それを背に何か大きい影が近寄り、キラリと光る物で何かとても大切な繋がりの様なものを切られ、自分の手と足の指を一つずつ触って、最後に股間をおっ広げられた。なんだ、何が起きてる? 怖い、何をしてるんだ、戻して、触らないでと叫んでも、やはりネコの鳴き声のような音しかしない。これは、自分から発せられているのだろうか。
「奥様、旦那様も、ご覧下さい! 無事産まれましたよ! 予定より遅かったため大きいですが、何の問題も見当たりません、元気なげんきな男の子です!」
「ああ、良かった……一ヶ月も過ぎて一時はどうなる事かと……良くやったよ、良くやった、愛しているよマイスイート。そしてこれから宜しくな、私達の小さくて大きな天使」
「本当に喜ばしい事です。母子共に何事も無く出産を終えられ……奥様、お疲れ様でございます」
「嗚呼、あぁ、あなた、先生、有難う。天使の、私達の天使の顔を、見せて頂戴……」
何を言ってるんだこいつら、ポエマーなの? 海外かぶれ?
兎にも角にも、ゆっさゆっさと次から次へ、三つ程の影に運ばれて、最後は低い位置の低い影の横に収まる。「この子が、私の赤ちゃん……なんて、愛らしい……」あ、でもこの影は落ち着くかも知れない。先程の居心地の良い場所と何処か似ている、ついさっきの筈なのに妙に懐かしい気がした。

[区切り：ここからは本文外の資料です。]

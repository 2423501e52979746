//! # Repository Descriptor
//!
//! This module defines [`Repository`], the record describing one discovered
//! working tree: its display name relative to the search root, the directory
//! external commands run in, and the resolved location of the git metadata.
//!
//! A descriptor is constructed once by discovery and then flows through the
//! pipeline as an owned value. Branch and status lookups shell out to `git`
//! lazily and memoize the answer; ref and remote lookups read the metadata
//! directory directly so filters work without spawning processes. Commands
//! record their per-repository results in a string-keyed note bag, keyed by
//! operation name, which the report renderer reads back afterwards.

use std::collections::HashMap;
use std::ffi::{OsStr, OsString};
use std::fs;
use std::path::{Path, PathBuf};
use std::process::Command;

use log::debug;

use ini::Ini;

/// Label rendered for a repository found at the search root itself.
const ROOT_LABEL: &str = "(root)";

/// One discovered working tree.
#[derive(Debug, Clone)]
pub struct Repository {
    sequence: usize,
    name: String,
    work_dir: PathBuf,
    git_dir: PathBuf,

    branch: Option<String>,
    status: Option<String>,

    notes: HashMap<String, String>,
}

impl Repository {
    /// Build a descriptor from paths discovery has already resolved.
    ///
    /// `work_dir` is where commands execute; `git_dir` is the metadata root,
    /// which differs from `work_dir/.git` when a redirect pointer was
    /// followed.
    pub fn new(
        sequence: usize,
        name: impl Into<String>,
        work_dir: impl Into<PathBuf>,
        git_dir: impl Into<PathBuf>,
    ) -> Repository {
        Repository {
            sequence,
            name: name.into(),
            work_dir: work_dir.into(),
            git_dir: git_dir.into(),
            branch: None,
            status: None,
            notes: HashMap::new(),
        }
    }

    /// Position in discovery order, used to restore output order.
    pub fn sequence(&self) -> usize {
        self.sequence
    }

    /// Path relative to the search root; empty for the root itself.
    pub fn name(&self) -> &str {
        &self.name
    }

    /// Name as rendered in reports.
    pub fn show_name(&self) -> &str {
        if self.name.is_empty() {
            ROOT_LABEL
        } else {
            &self.name
        }
    }

    /// Directory external commands run in.
    pub fn work_dir(&self) -> &Path {
        &self.work_dir
    }

    /// Resolved git metadata root.
    pub fn git_dir(&self) -> &Path {
        &self.git_dir
    }

    /// Record a result under an operation-scoped key.
    pub fn put_note(&mut self, key: &str, value: impl Into<String>) {
        self.notes.insert(key.to_string(), value.into());
    }

    /// Read back a recorded result; missing keys read as empty.
    pub fn note(&self, key: &str) -> &str {
        self.notes.get(key).map_or("", String::as_str)
    }

    /// Run a program in the work directory, capturing its output.
    ///
    /// Returns whether the program exited successfully along with its
    /// combined stdout and stderr. A program that could not be started at
    /// all reports failure with the launch error as its output.
    pub fn run_at<I, S>(&self, program: &str, args: I) -> (bool, String)
    where
        I: IntoIterator<Item = S>,
        S: AsRef<OsStr>,
    {
        let args: Vec<OsString> = args.into_iter().map(|a| a.as_ref().to_os_string()).collect();
        debug!(
            "[{}] running {} with arguments {:?}",
            self.show_name(),
            program,
            args
        );

        let output = Command::new(program)
            .args(&args)
            .current_dir(&self.work_dir)
            .output();

        match output {
            Ok(output) => {
                let mut combined = String::from_utf8_lossy(&output.stdout).into_owned();
                combined.push_str(&String::from_utf8_lossy(&output.stderr));
                if !output.status.success() {
                    debug!(
                        "[{}] {} exited with {} \"{}\"",
                        self.show_name(),
                        program,
                        output.status,
                        combined.trim_end()
                    );
                }
                (output.status.success(), combined)
            }
            Err(err) => (false, format!("failed to run {program}: {err}")),
        }
    }

    /// Run a program in the work directory attached to the terminal.
    ///
    /// Stdin, stdout and stderr are inherited from this process, so nothing
    /// is captured; on failure the returned string describes what went
    /// wrong.
    pub fn run_at_interactive<I, S>(&self, program: &str, args: I) -> (bool, String)
    where
        I: IntoIterator<Item = S>,
        S: AsRef<OsStr>,
    {
        let args: Vec<OsString> = args.into_iter().map(|a| a.as_ref().to_os_string()).collect();
        debug!(
            "[{}] running {} interactively with arguments {:?}",
            self.show_name(),
            program,
            args
        );

        let status = Command::new(program)
            .args(&args)
            .current_dir(&self.work_dir)
            .status();

        match status {
            Ok(status) if status.success() => (true, String::new()),
            Ok(status) => (false, format!("{program} exited with {status}")),
            Err(err) => (false, format!("failed to run {program}: {err}")),
        }
    }

    /// Run git in the work directory, capturing combined output.
    pub fn run_git<I, S>(&self, args: I) -> (bool, String)
    where
        I: IntoIterator<Item = S>,
        S: AsRef<OsStr>,
    {
        self.run_at("git", args)
    }

    /// Run git attached to the terminal.
    pub fn run_git_interactive<I, S>(&self, args: I) -> (bool, String)
    where
        I: IntoIterator<Item = S>,
        S: AsRef<OsStr>,
    {
        self.run_at_interactive("git", args)
    }

    /// Current branch name, resolved via git on first use.
    pub fn current_branch(&mut self) -> String {
        if self.branch.is_none() {
            let (ok, output) = self.run_git(["rev-parse", "--abbrev-ref", "HEAD"]);
            self.branch = Some(if ok {
                output.trim_end().to_string()
            } else {
                String::new()
            });
        }
        self.branch.clone().unwrap_or_default()
    }

    /// Summary of the working tree state: which of staged, unstaged and
    /// untracked changes are present. Empty for a clean tree.
    pub fn status_judgement(&mut self) -> String {
        if self.status.is_none() {
            let (_, output) = self.run_git(["status", "--porcelain"]);
            self.status = Some(output);
        }
        judge_status(self.status.as_deref().unwrap_or_default())
    }

    /// Branch names, read from the loose refs in the metadata root.
    pub fn branches(&self) -> Vec<String> {
        self.read_refs("refs/heads")
    }

    /// Tag names, read from the loose refs in the metadata root.
    pub fn tags(&self) -> Vec<String> {
        self.read_refs("refs/tags")
    }

    fn read_refs(&self, subdir: &str) -> Vec<String> {
        let dir = self.git_dir.join(subdir);
        let entries = match fs::read_dir(&dir) {
            Ok(entries) => entries,
            Err(err) => {
                debug!("[{}] cannot list {}: {}", self.show_name(), subdir, err);
                return Vec::new();
            }
        };

        let mut names = Vec::new();
        for entry in entries.flatten() {
            // Refs in subdirectories (namespaced branches) are not listed.
            let is_file = entry.file_type().map(|t| t.is_file()).unwrap_or(false);
            if !is_file {
                continue;
            }
            if let Some(name) = entry.file_name().to_str() {
                names.push(name.to_string());
            }
        }
        names
    }

    /// Remote names mapped to their urls, parsed from the metadata
    /// configuration file. Unreadable or absent configuration reads as no
    /// remotes.
    pub fn remotes(&self) -> HashMap<String, String> {
        let mut remotes = HashMap::new();

        let path = self.git_dir.join("config");
        let config = match Ini::load_from_file(&path) {
            Ok(config) => config,
            Err(err) => {
                debug!(
                    "[{}] cannot read {}: {}",
                    self.show_name(),
                    path.display(),
                    err
                );
                return remotes;
            }
        };

        for (section, properties) in config.iter() {
            let Some(section) = section else { continue };
            if let Some(name) = quoted_section(section, "remote") {
                if let Some(url) = properties.get("url") {
                    remotes.insert(name.to_string(), url.to_string());
                }
            }
        }
        remotes
    }

    /// Replace `{{.Name}}`, `{{.Path}}` and `{{.CurrentBranch}}` in each
    /// argument. The branch is only resolved when an argument asks for it.
    pub fn expand_macros(&mut self, args: &[String]) -> Vec<String> {
        let branch = if args.iter().any(|a| a.contains("{{.CurrentBranch}}")) {
            self.current_branch()
        } else {
            String::new()
        };
        let path = self.work_dir.display().to_string();

        args.iter()
            .map(|arg| {
                arg.replace("{{.Name}}", &self.name)
                    .replace("{{.Path}}", &path)
                    .replace("{{.CurrentBranch}}", &branch)
            })
            .collect()
    }
}

/// Extract `name` from an INI section heading written as `kind "name"`, the
/// convention git configuration uses for remotes.
pub(crate) fn quoted_section<'a>(section: &'a str, kind: &str) -> Option<&'a str> {
    section
        .strip_prefix(kind)?
        .strip_prefix(" \"")?
        .strip_suffix('"')
}

/// Reduce `git status --porcelain` output to the kinds of change present.
fn judge_status(porcelain: &str) -> String {
    let mut staged = false;
    let mut unstaged = false;
    let mut untracked = false;

    for line in porcelain.lines() {
        let bytes = line.as_bytes();
        if bytes.len() < 2 {
            continue;
        }
        if bytes[0] == b'?' || bytes[1] == b'?' {
            untracked = true;
        } else if bytes[0] != b' ' {
            staged = true;
        } else if bytes[1] != b' ' {
            unstaged = true;
        }
    }

    let mut judgements = Vec::new();
    if staged {
        judgements.push("Staged");
    }
    if unstaged {
        judgements.push("Unstaged");
    }
    if untracked {
        judgements.push("Untracked");
    }
    judgements.join(", ")
}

「あれ? はは、流石は私達の子だね、ママが誰かもう解っているようだ」
「さっきまであんなに泣いていたのに、ママがそんなに好き? 嬉しいわ」
そうだね、やっぱりママが一番好──……
そこで俺はやっと気が付いた。
「(違う! 俺が好きなのはトラック!!! つか、え、赤ちゃん俺か! そうだ異世界転生!!!)」
その後寝たと思ったら急に喚き出した俺に、両親と医師、助産師達は大変驚き慌てふためいたそうだ。
見た目は手足の指も揃って五体満足で産まれたにも関わらず、ネコのような愛らしい鳴き声からの健やかな眠り、そして突然の全力濁音オギャアである。前世も含め父に成った経験は無いが、俺でも確かにビビり散らかす自信しか無い。
その後、主治医と助産師の賢明な検査によって、なんの障がいも病気もなかった事が解り、今世の俺は「ただただ元気過ぎるでかい赤子」として生を受けたのだった。